Monday, December 7, 2009

One dead as violence flares in Turkey protests


DIYARBAKIR, Turkey — A student was shot dead Sunday during clashes between Turkish police and demonstrators protesting at the prison treatment of the founder of outlawed PKK party, sources said.

An estimated 15,000 protesters marched in the city of Diyarbakir in the majority Kurdish southeast in support of jailed rebel leader Abdullah Ocalan, who founded the Kurdistan People's Party.

Clashes erupted when some demonstrators threw stones and fireworks at riot police who tried to block the march, an AFP correspondent on the scene reported.

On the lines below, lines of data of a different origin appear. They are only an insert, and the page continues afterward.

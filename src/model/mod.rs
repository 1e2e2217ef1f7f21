//! Core data model for probe tracking.
//!
//! This module contains:
//! - The chapter → page coordinate system built per rendering
//! - The editable document (styled paragraphs)
//! - Probe, extracted-span, and output records

mod chapter_map;
mod document;
mod token;

pub use chapter_map::ChapterMap;

pub use document::{ChapterBody, Document, Paragraph};

pub use token::{
    DEFAULT_DELIMITER, DocPosition, ExtractedToken, OPENING_QUOTE, ProbeMarkers, ProbeToken,
    RecoveredEntry, TRAILING_MARKS, dedup_entries, sort_entries,
};
//! Error types for pageprobe operations.

use thiserror::Error;

/// Errors that can occur while seeding, rendering, or recovering probes.
#[derive(Error, Debug)]
pub enum Error {
    #[error("I/O error: {0}")]
    Io(#[from] std::io::Error),

    #[error("ZIP error: {0}")]
    Zip(#[from] zip::result::ZipError),

    #[error("XML parsing error: {0}")]
    Xml(#[from] quick_xml::Error),

    #[error("UTF-8 decoding error: {0}")]
    Utf8(#[from] std::string::FromUtf8Error),

    #[error("Invalid DOCX: {0}")]
    InvalidDocx(String),

    /// A chapter body has fewer words than there are probes to place.
    #[error(
        "chapter {chapter} has {available} body words, but {required} probes must be placed"
    )]
    InsufficientPositions {
        chapter: u32,
        available: usize,
        required: usize,
    },

    /// A chapter map violates its ordering invariants.
    #[error("invalid chapter map: {0}")]
    InvalidChapterMap(String),

    #[error("render failed: {0}")]
    Render(String),

    #[error("text extraction failed: {0}")]
    Extract(String),
}

pub type Result<T> = std::result::Result<T, Error>;
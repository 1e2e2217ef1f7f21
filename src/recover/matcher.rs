//! Approximate string matching against a fixed candidate list.

/// Best-match-with-score over a candidate list.
pub trait Matcher {
    /// The best candidate for `query` and its similarity score in `0..=100`.
    ///
    /// Returns `None` only when `candidates` is empty.
    fn best_match<'c>(&self, query: &str, candidates: &'c [String]) -> Option<(&'c str, u8)>;
}

/// Indel-normalized similarity on case-folded alphanumerics.
///
/// Both strings are reduced to lower-case letters and digits, which absorbs
/// hyphenation breaks, stray punctuation, and merged whitespace. The score
/// is `100 · 2·LCS / (|a| + |b|)`, rounded. Ties go to the earliest
/// candidate.
#[derive(Debug, Clone, Copy, Default)]
pub struct RatioMatcher;

impl RatioMatcher {
    pub fn new() -> Self {
        Self
    }

    /// Similarity of two strings in `0..=100`.
    pub fn score(a: &str, b: &str) -> u8 {
        let a = normalize(a);
        let b = normalize(b);
        ratio(&a, &b)
    }
}

impl Matcher for RatioMatcher {
    fn best_match<'c>(&self, query: &str, candidates: &'c [String]) -> Option<(&'c str, u8)> {
        let query = normalize(query);
        let mut best: Option<(&'c str, u8)> = None;

        for candidate in candidates {
            let score = ratio(&query, &normalize(candidate));
            if best.is_none_or(|(_, top)| score > top) {
                best = Some((candidate.as_str(), score));
            }
        }

        best
    }
}

fn normalize(s: &str) -> Vec<char> {
    s.chars()
        .filter(|c| c.is_alphanumeric())
        .flat_map(char::to_lowercase)
        .collect()
}

fn ratio(a: &[char], b: &[char]) -> u8 {
    let total = a.len() + b.len();
    if a.is_empty() || b.is_empty() {
        return 0;
    }
    let common = lcs_len(a, b);
    ((200 * common) as f64 / total as f64).round() as u8
}

/// Length of the longest common subsequence, two-row DP.
fn lcs_len(a: &[char], b: &[char]) -> usize {
    let mut prev = vec![0usize; b.len() + 1];
    let mut curr = vec![0usize; b.len() + 1];

    for &ca in a {
        for (j, &cb) in b.iter().enumerate() {
            curr[j + 1] = if ca == cb {
                prev[j] + 1
            } else {
                prev[j + 1].max(curr[j])
            };
        }
        std::mem::swap(&mut prev, &mut curr);
    }

    prev[b.len()]
}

Riot police used tear gas and water cannon to disperse the crowd.

A 23-year-old student protester died from a bullet wound and two other people including a police officer were injured, according to local sources.

Security sources said in total one person was killed, three injured and 113 arrested across the region on Sunday.

The demonstration was called by the Kurdish Democratic Society Party to support Ocalan's claims of poor treatment at the Imrali island prison, where he has been serving a life sentence since 1999.

Turkey's justice ministry published photos on Friday to show that Ocalan's jail conditions were the same as those of other inmates in high-security prisons and said they met international standards.

Ocalan, 61, was the sole inmate at the prison on Imrali island until new prisoners arrived last month, after the Council of Europe's Committee for the Prevention of Torture (CPT) criticised Ankara for violating Ocalan's human rights by keeping him in solitary confinement.

More demonstrations took place on Saturday in the southeastern town of Yuksekova where a 19-year-old suffered a serious head injury from a teargas grenade during clashes with police, and one officer was also injured, according to local security sources.

The PKK, considered a terrorist organisation by Ankara and much of the international community, has a waged a bloody insurgency for Kurdish independence since 1984 which has claimed some 45,000 lives.